GPU Infrastructure & Training at Scale
NVIDIA NeMo AutoModel delivers the kind of gains that make MoE practitioners stop and re-read the benchmarks. Building on HuggingFace Transformers v5's first-class MoE support, it adds Expert Parallelism, DeepEP fused all-to-all dispatch, and TransformerEngine kernels — accessible by changing a single import line. On Qwen3-30B-A3B and Nemotron 3 Nano 30B-A3B, this yields 3.4–3.7x higher training throughput with 29–32% less GPU memory versus the best Transformers v5 configuration. Peak memory for Qwen3 drops from 68.2 GiB to 48.1 GiB. At frontier scale, AutoModel enables full fine-tuning of the 550B-parameter Nemotron 3 Ultra across 128 H100 GPUs — a regime where Transformers v5 simply runs out of memory. The key: Expert Parallelism is treated as orthogonal to data parallelism, so on 8 GPUs the system runs ep=8 and dp=8 simultaneously, with every GPU holding only 1/8 of the expert weights. Checkpoints remain standard HF safetensors, deployable on vLLM and SGLang without conversion. (more: https://huggingface.co/blog/nvidia/accelerating-fine-tuning-nvidia-nemo-automodel)

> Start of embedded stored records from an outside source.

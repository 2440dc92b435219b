use crate::mjpeg::handler as mjpeg;
use crate::relay::handler as relay;
use crate::state::AppState;
use axum::{Json, Router, extract::State, routing::get};
use serde_json::{Value, json};
use tower_http::cors::{Any, CorsLayer};
use tower_http::services::ServeDir;
use tower_http::trace::TraceLayer;

/// HTTP port: broadcast stream, health and the static client pages.
pub fn create_router(state: AppState) -> Router {
    let cors = CorsLayer::new()
        .allow_origin(Any)
        .allow_methods(Any)
        .allow_headers(Any);

    let assets = ServeDir::new(&state.config.static_dir);

    Router::new()
        .route("/health", get(health))
        .route("/img", get(mjpeg::stream_frames).post(mjpeg::push_frame))
        .fallback_service(assets)
        .layer(TraceLayer::new_for_http())
        .layer(cors)
        .with_state(state)
}

/// Relay port: every path upgrades to the signaling WebSocket.
pub fn create_relay_router(state: AppState) -> Router {
    Router::new()
        .fallback(relay::ws_handler)
        .layer(TraceLayer::new_for_http())
        .with_state(state)
}

async fn health(State(state): State<AppState>) -> Json<Value> {
    Json(json!({
        "status": "ok",
        "peers": state.relay.peer_count().await,
        "subscribers": state.bridge.subscriber_count().await,
    }))
}
use crate::state::AppState;
use axum::{
    extract::{
        State, WebSocketUpgrade,
        ws::{Message, WebSocket},
    },
    response::Response,
};
use futures_util::{SinkExt, StreamExt};
use tokio::sync::mpsc;

/// Upgrade any request on the relay port.
pub async fn ws_handler(ws: WebSocketUpgrade, State(state): State<AppState>) -> Response {
    ws.on_upgrade(move |socket| handle_socket(socket, state))
}

async fn handle_socket(socket: WebSocket, state: AppState) {
    let (mut sender, mut receiver) = socket.split();

    let (tx, mut rx) = mpsc::unbounded_channel::<String>();
    let peer = state.relay.connect(tx).await;

    // Forward queued frames to the socket
    let send_task = tokio::spawn(async move {
        while let Some(msg) = rx.recv().await {
            if sender.send(Message::Text(msg.into())).await.is_err() {
                break;
            }
        }
    });

    // Frames from one socket are handled in order
    while let Some(result) = receiver.next().await {
        match result {
            Ok(Message::Text(text)) => {
                state.relay.on_message(peer, text.to_string()).await;
            }
            Ok(Message::Binary(data)) => match String::from_utf8(data.to_vec()) {
                Ok(text) => state.relay.on_message(peer, text).await,
                Err(_) => tracing::debug!(peer = %peer, "Ignoring non-UTF-8 binary frame"),
            },
            // Pongs are written by the socket itself
            Ok(Message::Ping(_)) | Ok(Message::Pong(_)) => {}
            Ok(Message::Close(_)) => break,
            Err(e) => {
                tracing::debug!(peer = %peer, "WebSocket error: {}", e);
                break;
            }
        }
    }

    send_task.abort();
    state.relay.disconnect(peer).await;
}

On the inference side, NVIDIA is claiming a 15x speedup using diffusion-based LLM generation, where entire blocks of text are produced at once rather than token by token. Early adopters running the 26B diffusion Gemma on AMD Strix Halo report the number is real but context-dependent: predictable outputs like JSON lock in at around 70 tok/s, while creative writing needs more correction passes and drops to about 15. Critical caveats: bf16 is mandatory (fp16 produces garbage), the exact prompt format matters enormously, and the headline numbers rely on compiler tricks that do not yet work on AMD. The deeper question — if the diffusion model's output is "good enough" 95% of the time, why bother with autoregressive verification at all — remains unresolved. But 15x is a big enough number that even a fraction of the claimed speedup, on the right workloads, would change how people think about local inference budgets. (more: https://old.reddit.com/r/LocalLLaMA/comments/1udpd7i/im_eager_for_a_15x_speedup_on_my_strix_halo/)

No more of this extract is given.